Start of Block
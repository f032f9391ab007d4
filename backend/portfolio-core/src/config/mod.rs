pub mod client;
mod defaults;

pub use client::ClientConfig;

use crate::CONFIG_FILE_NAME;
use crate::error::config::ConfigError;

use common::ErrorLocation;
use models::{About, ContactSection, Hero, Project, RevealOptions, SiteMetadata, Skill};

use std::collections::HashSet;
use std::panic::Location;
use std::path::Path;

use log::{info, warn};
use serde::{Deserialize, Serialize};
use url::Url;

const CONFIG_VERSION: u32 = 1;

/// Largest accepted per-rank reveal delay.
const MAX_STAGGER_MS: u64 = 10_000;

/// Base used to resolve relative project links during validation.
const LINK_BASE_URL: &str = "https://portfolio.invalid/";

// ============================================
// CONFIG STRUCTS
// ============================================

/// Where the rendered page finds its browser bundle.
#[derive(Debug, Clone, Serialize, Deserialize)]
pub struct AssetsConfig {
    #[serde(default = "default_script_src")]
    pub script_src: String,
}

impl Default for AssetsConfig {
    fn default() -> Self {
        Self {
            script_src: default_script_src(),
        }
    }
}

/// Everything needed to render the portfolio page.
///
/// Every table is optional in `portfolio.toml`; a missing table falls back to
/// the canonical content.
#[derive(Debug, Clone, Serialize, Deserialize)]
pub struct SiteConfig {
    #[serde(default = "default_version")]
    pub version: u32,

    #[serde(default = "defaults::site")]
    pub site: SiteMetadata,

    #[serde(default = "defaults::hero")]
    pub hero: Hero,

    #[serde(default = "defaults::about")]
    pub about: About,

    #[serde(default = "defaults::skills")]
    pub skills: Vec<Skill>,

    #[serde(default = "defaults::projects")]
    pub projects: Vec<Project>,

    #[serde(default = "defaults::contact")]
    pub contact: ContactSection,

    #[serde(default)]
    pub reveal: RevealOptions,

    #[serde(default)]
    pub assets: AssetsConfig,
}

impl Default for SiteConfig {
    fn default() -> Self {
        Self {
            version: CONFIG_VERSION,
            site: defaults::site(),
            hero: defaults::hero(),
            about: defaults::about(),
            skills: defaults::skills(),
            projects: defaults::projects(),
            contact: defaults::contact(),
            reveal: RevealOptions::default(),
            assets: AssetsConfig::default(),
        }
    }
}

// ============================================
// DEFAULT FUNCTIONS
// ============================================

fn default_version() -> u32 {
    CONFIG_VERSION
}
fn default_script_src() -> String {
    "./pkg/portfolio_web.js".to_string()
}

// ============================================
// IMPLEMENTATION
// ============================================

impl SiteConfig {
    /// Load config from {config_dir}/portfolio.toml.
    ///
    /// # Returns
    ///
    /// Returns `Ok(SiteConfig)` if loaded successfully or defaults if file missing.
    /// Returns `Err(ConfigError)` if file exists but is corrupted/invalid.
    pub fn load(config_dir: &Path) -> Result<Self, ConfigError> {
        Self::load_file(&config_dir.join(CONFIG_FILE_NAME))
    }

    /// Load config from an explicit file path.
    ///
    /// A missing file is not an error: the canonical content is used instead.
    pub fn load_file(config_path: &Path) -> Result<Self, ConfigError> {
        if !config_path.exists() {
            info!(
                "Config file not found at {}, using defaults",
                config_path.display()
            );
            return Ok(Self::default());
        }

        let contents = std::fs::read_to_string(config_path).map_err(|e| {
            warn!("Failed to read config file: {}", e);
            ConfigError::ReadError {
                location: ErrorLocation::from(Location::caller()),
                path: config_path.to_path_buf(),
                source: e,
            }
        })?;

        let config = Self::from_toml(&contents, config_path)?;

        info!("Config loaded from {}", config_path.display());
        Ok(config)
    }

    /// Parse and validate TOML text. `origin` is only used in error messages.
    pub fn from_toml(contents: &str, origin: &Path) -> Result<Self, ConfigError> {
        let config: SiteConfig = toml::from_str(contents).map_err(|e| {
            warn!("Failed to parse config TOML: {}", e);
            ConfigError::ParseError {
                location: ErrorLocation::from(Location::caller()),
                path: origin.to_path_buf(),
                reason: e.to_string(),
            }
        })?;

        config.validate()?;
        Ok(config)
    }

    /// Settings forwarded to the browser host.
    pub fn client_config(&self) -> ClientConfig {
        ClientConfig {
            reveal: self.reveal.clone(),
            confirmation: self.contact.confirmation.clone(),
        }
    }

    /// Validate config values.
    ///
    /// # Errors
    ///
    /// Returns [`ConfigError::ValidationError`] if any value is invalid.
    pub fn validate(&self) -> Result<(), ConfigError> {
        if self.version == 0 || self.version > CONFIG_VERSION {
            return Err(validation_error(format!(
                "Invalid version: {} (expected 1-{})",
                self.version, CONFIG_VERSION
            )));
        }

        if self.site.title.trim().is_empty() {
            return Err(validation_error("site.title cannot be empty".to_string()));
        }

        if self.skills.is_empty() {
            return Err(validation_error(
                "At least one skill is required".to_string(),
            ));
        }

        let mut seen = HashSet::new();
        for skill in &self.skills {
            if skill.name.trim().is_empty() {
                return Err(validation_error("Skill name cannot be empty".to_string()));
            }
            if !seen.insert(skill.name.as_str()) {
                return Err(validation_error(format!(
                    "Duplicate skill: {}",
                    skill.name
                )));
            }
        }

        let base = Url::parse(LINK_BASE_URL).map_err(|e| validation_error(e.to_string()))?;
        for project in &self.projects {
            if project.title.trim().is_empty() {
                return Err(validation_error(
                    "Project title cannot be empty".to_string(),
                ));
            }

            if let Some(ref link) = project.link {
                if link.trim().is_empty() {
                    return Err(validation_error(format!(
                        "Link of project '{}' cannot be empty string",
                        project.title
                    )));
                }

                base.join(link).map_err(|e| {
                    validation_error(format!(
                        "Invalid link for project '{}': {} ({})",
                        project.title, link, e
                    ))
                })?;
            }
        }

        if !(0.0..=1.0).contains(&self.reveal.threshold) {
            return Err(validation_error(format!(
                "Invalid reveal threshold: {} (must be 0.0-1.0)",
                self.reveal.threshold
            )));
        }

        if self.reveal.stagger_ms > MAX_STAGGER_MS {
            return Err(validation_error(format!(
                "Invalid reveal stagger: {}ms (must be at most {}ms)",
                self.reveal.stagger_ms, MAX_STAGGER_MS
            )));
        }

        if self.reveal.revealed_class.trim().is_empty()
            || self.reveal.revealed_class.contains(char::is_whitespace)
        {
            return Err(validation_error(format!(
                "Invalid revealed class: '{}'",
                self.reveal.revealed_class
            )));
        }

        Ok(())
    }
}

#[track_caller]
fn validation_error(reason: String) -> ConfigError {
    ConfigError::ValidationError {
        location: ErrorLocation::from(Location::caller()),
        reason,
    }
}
End of Block
### Activity
Each record is to be restated word for word.

### Task answer
repository f032f9391ab007d4
filename backend/portfolio-core/src/config/mod.rs
pub mod client;
mod defaults;

pub use client::ClientConfig;

use crate::CONFIG_FILE_NAME;
use crate::error::config::ConfigError;

use common::ErrorLocation;
use models::{About, ContactSection, Hero, Project, RevealOptions, SiteMetadata, Skill};

use std::collections::HashSet;
use std::panic::Location;
use std::path::Path;

use log::{info, warn};
use serde::{Deserialize, Serialize};
use url::Url;

const CONFIG_VERSION: u32 = 1;

/// Largest accepted per-rank reveal delay.
const MAX_STAGGER_MS: u64 = 10_000;

/// Base used to resolve relative project links during validation.
const LINK_BASE_URL: &str = "https://portfolio.invalid/";

// ============================================
// CONFIG STRUCTS
// ============================================

/// Where the rendered page finds its browser bundle.
#[derive(Debug, Clone, Serialize, Deserialize)]
pub struct AssetsConfig {
    #[serde(default = "default_script_src")]
    pub script_src: String,
}

impl Default for AssetsConfig {
    fn default() -> Self {
        Self {
            script_src: default_script_src(),
        }
    }
}

/// Everything needed to render the portfolio page.
///
/// Every table is optional in `portfolio.toml`; a missing table falls back to
/// the canonical content.
#[derive(Debug, Clone, Serialize, Deserialize)]
pub struct SiteConfig {
    #[serde(default = "default_version")]
    pub version: u32,

    #[serde(default = "defaults::site")]
    pub site: SiteMetadata,

    #[serde(default = "defaults::hero")]
    pub hero: Hero,

    #[serde(default = "defaults::about")]
    pub about: About,

    #[serde(default = "defaults::skills")]
    pub skills: Vec<Skill>,

    #[serde(default = "defaults::projects")]
    pub projects: Vec<Project>,

    #[serde(default = "defaults::contact")]
    pub contact: ContactSection,

    #[serde(default)]
    pub reveal: RevealOptions,

    #[serde(default)]
    pub assets: AssetsConfig,
}

impl Default for SiteConfig {
    fn default() -> Self {
        Self {
            version: CONFIG_VERSION,
            site: defaults::site(),
            hero: defaults::hero(),
            about: defaults::about(),
            skills: defaults::skills(),
            projects: defaults::projects(),
            contact: defaults::contact(),
            reveal: RevealOptions::default(),
            assets: AssetsConfig::default(),
        }
    }
}

// ============================================
// DEFAULT FUNCTIONS
// ============================================

fn default_version() -> u32 {
    CONFIG_VERSION
}
fn default_script_src() -> String {
    "./pkg/portfolio_web.js".to_string()
}

// ============================================
// IMPLEMENTATION
// ============================================

impl SiteConfig {
    /// Load config from {config_dir}/portfolio.toml.
    ///
    /// # Returns
    ///
    /// Returns `Ok(SiteConfig)` if loaded successfully or defaults if file missing.
    /// Returns `Err(ConfigError)` if file exists but is corrupted/invalid.
    pub fn load(config_dir: &Path) -> Result<Self, ConfigError> {
        Self::load_file(&config_dir.join(CONFIG_FILE_NAME))
    }

    /// Load config from an explicit file path.
    ///
    /// A missing file is not an error: the canonical content is used instead.
    pub fn load_file(config_path: &Path) -> Result<Self, ConfigError> {
        if !config_path.exists() {
            info!(
                "Config file not found at {}, using defaults",
                config_path.display()
            );
            return Ok(Self::default());
        }

        let contents = std::fs::read_to_string(config_path).map_err(|e| {
            warn!("Failed to read config file: {}", e);
            ConfigError::ReadError {
                location: ErrorLocation::from(Location::caller()),
                path: config_path.to_path_buf(),
                source: e,
            }
        })?;

        let config = Self::from_toml(&contents, config_path)?;

        info!("Config loaded from {}", config_path.display());
        Ok(config)
    }

    /// Parse and validate TOML text. `origin` is only used in error messages.
    pub fn from_toml(contents: &str, origin: &Path) -> Result<Self, ConfigError> {
        let config: SiteConfig = toml::from_str(contents).map_err(|e| {
            warn!("Failed to parse config TOML: {}", e);
            ConfigError::ParseError {
                location: ErrorLocation::from(Location::caller()),
                path: origin.to_path_buf(),
                reason: e.to_string(),
            }
        })?;

        config.validate()?;
        Ok(config)
    }

    /// Settings forwarded to the browser host.
    pub fn client_config(&self) -> ClientConfig {
        ClientConfig {
            reveal: self.reveal.clone(),
            confirmation: self.contact.confirmation.clone(),
        }
    }

    /// Validate config values.
    ///
    /// # Errors
    ///
    /// Returns [`ConfigError::ValidationError`] if any value is invalid.
    pub fn validate(&self) -> Result<(), ConfigError> {
        if self.version == 0 || self.version > CONFIG_VERSION {
            return Err(validation_error(format!(
                "Invalid version: {} (expected 1-{})",
                self.version, CONFIG_VERSION
            )));
        }

        if self.site.title.trim().is_empty() {
            return Err(validation_error("site.title cannot be empty".to_string()));
        }

        if self.skills.is_empty() {
            return Err(validation_error(
                "At least one skill is required".to_string(),
            ));
        }

        let mut seen = HashSet::new();
        for skill in &self.skills {
            if skill.name.trim().is_empty() {
                return Err(validation_error("Skill name cannot be empty".to_string()));
            }
            if !seen.insert(skill.name.as_str()) {
                return Err(validation_error(format!(
                    "Duplicate skill: {}",
                    skill.name
                )));
            }
        }

        let base = Url::parse(LINK_BASE_URL).map_err(|e| validation_error(e.to_string()))?;
        for project in &self.projects {
            if project.title.trim().is_empty() {
                return Err(validation_error(
                    "Project title cannot be empty".to_string(),
                ));
            }

            if let Some(ref link) = project.link {
                if link.trim().is_empty() {
                    return Err(validation_error(format!(
                        "Link of project '{}' cannot be empty string",
                        project.title
                    )));
                }

                base.join(link).map_err(|e| {
                    validation_error(format!(
                        "Invalid link for project '{}': {} ({})",
                        project.title, link, e
                    ))
                })?;
            }
        }

        if !(0.0..=1.0).contains(&self.reveal.threshold) {
            return Err(validation_error(format!(
                "Invalid reveal threshold: {} (must be 0.0-1.0)",
                self.reveal.threshold
            )));
        }

        if self.reveal.stagger_ms > MAX_STAGGER_MS {
            return Err(validation_error(format!(
                "Invalid reveal stagger: {}ms (must be at most {}ms)",
                self.reveal.stagger_ms, MAX_STAGGER_MS
            )));
        }

        if self.reveal.revealed_class.trim().is_empty()
            || self.reveal.revealed_class.contains(char::is_whitespace)
        {
            return Err(validation_error(format!(
                "Invalid revealed class: '{}'",
                self.reveal.revealed_class
            )));
        }

        Ok(())
    }
}

#[track_caller]
fn validation_error(reason: String) -> ConfigError {
    ConfigError::ValidationError {
        location: ErrorLocation::from(Location::caller()),
        reason,
    }
}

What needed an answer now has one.